Aim of the task
Return every record verbatim.

Entries shown: Begin

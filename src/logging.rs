//! Logging initialization and configuration
//!
//! Human-readable output is the default since the server's startup lines
//! ("Starting Polyserve on port N", the base URL) are meant to be read in a
//! terminal. JSON output is available for tooling.
//!
//! | Variable | Default |
//! |----------|---------|
//! | `POLYSERVE_LOG_LEVEL` | `info` |
//! | `POLYSERVE_LOG_FORMAT` | `compact` (`pretty`, `json`) |
//! | `POLYSERVE_LOG_ASYNC` | `false` |
//! | `POLYSERVE_LOG_TARGET_FILTER` | unset |
//! | `POLYSERVE_LOG_INCLUDE_LOCATION` | `false` |
//!
//! `RUST_LOG` takes precedence over `POLYSERVE_LOG_LEVEL`.

use anyhow::{Context, Result};
use std::env;
use tracing::Level;
use tracing_subscriber::layer::SubscriberExt;
use tracing_subscriber::util::SubscriberInitExt;
use tracing_subscriber::{EnvFilter, Layer};

/// Log format
#[derive(Debug, Clone, Copy, PartialEq, Eq)]
pub enum LogFormat {
    Compact,
    Pretty,
    Json,
}

impl LogFormat {
    pub fn parse(s: &str) -> Self {
        match s.to_lowercase().as_str() {
            "pretty" => LogFormat::Pretty,
            "json" => LogFormat::Json,
            _ => LogFormat::Compact,
        }
    }
}

/// Logging configuration
#[derive(Debug, Clone)]
pub struct LogConfig {
    /// Log level: trace/debug/info/warn/error
    pub log_level: String,
    pub format: LogFormat,
    /// Write through a non-blocking background writer
    pub async_logging: bool,
    /// Extra filter directives (comma-separated)
    pub target_filter: Option<String>,
    /// Include file:line location
    pub include_location: bool,
}

impl Default for LogConfig {
    fn default() -> Self {
        Self {
            log_level: "info".to_string(),
            format: LogFormat::Compact,
            async_logging: false,
            target_filter: None,
            include_location: false,
        }
    }
}

impl LogConfig {
    /// Parse configuration from environment variables with defaults
    pub fn from_env() -> Self {
        Self::from_lookup(|key| env::var(key).ok())
    }

    fn from_lookup(lookup: impl Fn(&str) -> Option<String>) -> Self {
        let defaults = Self::default();
        Self {
            log_level: lookup("POLYSERVE_LOG_LEVEL").unwrap_or(defaults.log_level),
            format: lookup("POLYSERVE_LOG_FORMAT")
                .map(|s| LogFormat::parse(&s))
                .unwrap_or(defaults.format),
            async_logging: lookup("POLYSERVE_LOG_ASYNC")
                .and_then(|s| s.parse().ok())
                .unwrap_or(defaults.async_logging),
            target_filter: lookup("POLYSERVE_LOG_TARGET_FILTER"),
            include_location: lookup("POLYSERVE_LOG_INCLUDE_LOCATION")
                .and_then(|s| s.parse().ok())
                .unwrap_or(defaults.include_location),
        }
    }

    fn level(&self) -> Level {
        match self.log_level.to_lowercase().as_str() {
            "trace" => Level::TRACE,
            "debug" => Level::DEBUG,
            "warn" => Level::WARN,
            "error" => Level::ERROR,
            _ => Level::INFO,
        }
    }
}

fn env_filter(config: &LogConfig) -> EnvFilter {
    let mut env_filter = EnvFilter::try_from_default_env()
        .unwrap_or_else(|_| EnvFilter::new(config.level().as_str()));

    // client disconnects are reported by may_minihttp at debug/info
    if let Ok(directive) = "may_minihttp::http_server=warn".parse() {
        env_filter = env_filter.add_directive(directive);
    }

    if let Some(target_filter) = &config.target_filter {
        for filter in target_filter.split(',') {
            let filter = filter.trim();
            if filter.is_empty() {
                continue;
            }
            match filter.parse() {
                Ok(directive) => env_filter = env_filter.add_directive(directive),
                Err(_) => eprintln!("Warning: Invalid log filter directive: {filter}"),
            }
        }
    }
    env_filter
}

fn fmt_layer<S, W>(config: &LogConfig, writer: W) -> Box<dyn Layer<S> + Send + Sync>
where
    S: tracing::Subscriber + for<'a> tracing_subscriber::registry::LookupSpan<'a> + 'static,
    W: for<'w> tracing_subscriber::fmt::MakeWriter<'w> + Send + Sync + 'static,
{
    let layer = tracing_subscriber::fmt::layer()
        .with_writer(writer)
        .with_file(config.include_location)
        .with_line_number(config.include_location);
    match config.format {
        LogFormat::Compact => layer.compact().with_target(false).boxed(),
        LogFormat::Pretty => layer.pretty().with_target(true).boxed(),
        LogFormat::Json => layer
            .json()
            .with_current_span(true)
            .with_target(true)
            .with_thread_ids(true)
            .boxed(),
    }
}

/// Install the global subscriber described by `config`.
pub fn init_logging_with_config(config: &LogConfig) -> Result<()> {
    let registry = tracing_subscriber::registry().with(env_filter(config));

    if config.async_logging {
        let (non_blocking, guard) = tracing_appender::non_blocking(std::io::stdout());
        registry
            .with(fmt_layer(config, non_blocking))
            .try_init()
            .context("Failed to initialize async logging")?;
        // the writer flushes on drop; keep it for the process lifetime
        std::mem::forget(guard);
    } else {
        registry
            .with(fmt_layer(config, std::io::stdout))
            .try_init()
            .context("Failed to initialize sync logging")?;
    }

    Ok(())
}

#[cfg(test)]
mod tests {
    use super::*;
    use std::collections::HashMap;

    fn config_from(vars: &[(&str, &str)]) -> LogConfig {
        let vars: HashMap<String, String> = vars
            .iter()
            .map(|(k, v)| (k.to_string(), v.to_string()))
            .collect();
        LogConfig::from_lookup(|key| vars.get(key).cloned())
    }

    #[test]
    fn test_log_format_parse() {
        assert_eq!(LogFormat::parse("json"), LogFormat::Json);
        assert_eq!(LogFormat::parse("PRETTY"), LogFormat::Pretty);
        assert_eq!(LogFormat::parse("compact"), LogFormat::Compact);
        assert_eq!(LogFormat::parse("invalid"), LogFormat::Compact);
    }

    #[test]
    fn test_defaults_without_env() {
        let config = config_from(&[]);
        assert_eq!(config.log_level, "info");
        assert_eq!(config.format, LogFormat::Compact);
        assert!(!config.async_logging);
        assert!(config.target_filter.is_none());
        assert!(!config.include_location);
    }

    #[test]
    fn test_env_overrides() {
        let config = config_from(&[
            ("POLYSERVE_LOG_LEVEL", "debug"),
            ("POLYSERVE_LOG_FORMAT", "json"),
            ("POLYSERVE_LOG_ASYNC", "true"),
            ("POLYSERVE_LOG_TARGET_FILTER", "polyserve=trace"),
            ("POLYSERVE_LOG_INCLUDE_LOCATION", "not-a-bool"),
        ]);
        assert_eq!(config.level(), Level::DEBUG);
        assert_eq!(config.format, LogFormat::Json);
        assert!(config.async_logging);
        assert_eq!(config.target_filter.as_deref(), Some("polyserve=trace"));
        assert!(!config.include_location);
    }

    #[test]
    fn test_unknown_level_is_info() {
        assert_eq!(config_from(&[("POLYSERVE_LOG_LEVEL", "chatty")]).level(), Level::INFO);
    }
}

Entries shown: End

Expected output
filename src/logging.rs
//! Logging initialization and configuration
//!
//! Human-readable output is the default since the server's startup lines
//! ("Starting Polyserve on port N", the base URL) are meant to be read in a
//! terminal. JSON output is available for tooling.
//!
//! | Variable | Default |
//! |----------|---------|
//! | `POLYSERVE_LOG_LEVEL` | `info` |
//! | `POLYSERVE_LOG_FORMAT` | `compact` (`pretty`, `json`) |
//! | `POLYSERVE_LOG_ASYNC` | `false` |
//! | `POLYSERVE_LOG_TARGET_FILTER` | unset |
//! | `POLYSERVE_LOG_INCLUDE_LOCATION` | `false` |
//!
//! `RUST_LOG` takes precedence over `POLYSERVE_LOG_LEVEL`.

use anyhow::{Context, Result};
use std::env;
use tracing::Level;
use tracing_subscriber::layer::SubscriberExt;
use tracing_subscriber::util::SubscriberInitExt;
use tracing_subscriber::{EnvFilter, Layer};

/// Log format
#[derive(Debug, Clone, Copy, PartialEq, Eq)]
pub enum LogFormat {
    Compact,
    Pretty,
    Json,
}

impl LogFormat {
    pub fn parse(s: &str) -> Self {
        match s.to_lowercase().as_str() {
            "pretty" => LogFormat::Pretty,
            "json" => LogFormat::Json,
            _ => LogFormat::Compact,
        }
    }
}

/// Logging configuration
#[derive(Debug, Clone)]
pub struct LogConfig {
    /// Log level: trace/debug/info/warn/error
    pub log_level: String,
    pub format: LogFormat,
    /// Write through a non-blocking background writer
    pub async_logging: bool,
    /// Extra filter directives (comma-separated)
    pub target_filter: Option<String>,
    /// Include file:line location
    pub include_location: bool,
}

impl Default for LogConfig {
    fn default() -> Self {
        Self {
            log_level: "info".to_string(),
            format: LogFormat::Compact,
            async_logging: false,
            target_filter: None,
            include_location: false,
        }
    }
}

impl LogConfig {
    /// Parse configuration from environment variables with defaults
    pub fn from_env() -> Self {
        Self::from_lookup(|key| env::var(key).ok())
    }

    fn from_lookup(lookup: impl Fn(&str) -> Option<String>) -> Self {
        let defaults = Self::default();
        Self {
            log_level: lookup("POLYSERVE_LOG_LEVEL").unwrap_or(defaults.log_level),
            format: lookup("POLYSERVE_LOG_FORMAT")
                .map(|s| LogFormat::parse(&s))
                .unwrap_or(defaults.format),
            async_logging: lookup("POLYSERVE_LOG_ASYNC")
                .and_then(|s| s.parse().ok())
                .unwrap_or(defaults.async_logging),
            target_filter: lookup("POLYSERVE_LOG_TARGET_FILTER"),
            include_location: lookup("POLYSERVE_LOG_INCLUDE_LOCATION")
                .and_then(|s| s.parse().ok())
                .unwrap_or(defaults.include_location),
        }
    }

    fn level(&self) -> Level {
        match self.log_level.to_lowercase().as_str() {
            "trace" => Level::TRACE,
            "debug" => Level::DEBUG,
            "warn" => Level::WARN,
            "error" => Level::ERROR,
            _ => Level::INFO,
        }
    }
}

fn env_filter(config: &LogConfig) -> EnvFilter {
    let mut env_filter = EnvFilter::try_from_default_env()
        .unwrap_or_else(|_| EnvFilter::new(config.level().as_str()));

    // client disconnects are reported by may_minihttp at debug/info
    if let Ok(directive) = "may_minihttp::http_server=warn".parse() {
        env_filter = env_filter.add_directive(directive);
    }

    if let Some(target_filter) = &config.target_filter {
        for filter in target_filter.split(',') {
            let filter = filter.trim();
            if filter.is_empty() {
                continue;
            }
            match filter.parse() {
                Ok(directive) => env_filter = env_filter.add_directive(directive),
                Err(_) => eprintln!("Warning: Invalid log filter directive: {filter}"),
            }
        }
    }
    env_filter
}

fn fmt_layer<S, W>(config: &LogConfig, writer: W) -> Box<dyn Layer<S> + Send + Sync>
where
    S: tracing::Subscriber + for<'a> tracing_subscriber::registry::LookupSpan<'a> + 'static,
    W: for<'w> tracing_subscriber::fmt::MakeWriter<'w> + Send + Sync + 'static,
{
    let layer = tracing_subscriber::fmt::layer()
        .with_writer(writer)
        .with_file(config.include_location)
        .with_line_number(config.include_location);
    match config.format {
        LogFormat::Compact => layer.compact().with_target(false).boxed(),
        LogFormat::Pretty => layer.pretty().with_target(true).boxed(),
        LogFormat::Json => layer
            .json()
            .with_current_span(true)
            .with_target(true)
            .with_thread_ids(true)
            .boxed(),
    }
}

/// Install the global subscriber described by `config`.
pub fn init_logging_with_config(config: &LogConfig) -> Result<()> {
    let registry = tracing_subscriber::registry().with(env_filter(config));

    if config.async_logging {
        let (non_blocking, guard) = tracing_appender::non_blocking(std::io::stdout());
        registry
            .with(fmt_layer(config, non_blocking))
            .try_init()
            .context("Failed to initialize async logging")?;
        // the writer flushes on drop; keep it for the process lifetime
        std::mem::forget(guard);
    } else {
        registry
            .with(fmt_layer(config, std::io::stdout))
            .try_init()
            .context("Failed to initialize sync logging")?;
    }

    Ok(())
}

#[cfg(test)]
mod tests {
    use super::*;
    use std::collections::HashMap;

    fn config_from(vars: &[(&str, &str)]) -> LogConfig {
        let vars: HashMap<String, String> = vars
            .iter()
            .map(|(k, v)| (k.to_string(), v.to_string()))
            .collect();
        LogConfig::from_lookup(|key| vars.get(key).cloned())
    }

    #[test]
    fn test_log_format_parse() {
        assert_eq!(LogFormat::parse("json"), LogFormat::Json);
        assert_eq!(LogFormat::parse("PRETTY"), LogFormat::Pretty);
        assert_eq!(LogFormat::parse("compact"), LogFormat::Compact);
        assert_eq!(LogFormat::parse("invalid"), LogFormat::Compact);
    }

    #[test]
    fn test_defaults_without_env() {
        let config = config_from(&[]);
        assert_eq!(config.log_level, "info");
        assert_eq!(config.format, LogFormat::Compact);
        assert!(!config.async_logging);
        assert!(config.target_filter.is_none());
        assert!(!config.include_location);
    }

    #[test]
    fn test_env_overrides() {
        let config = config_from(&[
            ("POLYSERVE_LOG_LEVEL", "debug"),
            ("POLYSERVE_LOG_FORMAT", "json"),
            ("POLYSERVE_LOG_ASYNC", "true"),
            ("POLYSERVE_LOG_TARGET_FILTER", "polyserve=trace"),
            ("POLYSERVE_LOG_INCLUDE_LOCATION", "not-a-bool"),
        ]);
        assert_eq!(config.level(), Level::DEBUG);
        assert_eq!(config.format, LogFormat::Json);
        assert!(config.async_logging);
        assert_eq!(config.target_filter.as_deref(), Some("polyserve=trace"));
        assert!(!config.include_location);
    }

    #[test]
    fn test_unknown_level_is_info() {
        assert_eq!(config_from(&[("POLYSERVE_LOG_LEVEL", "chatty")]).level(), Level::INFO);
    }
}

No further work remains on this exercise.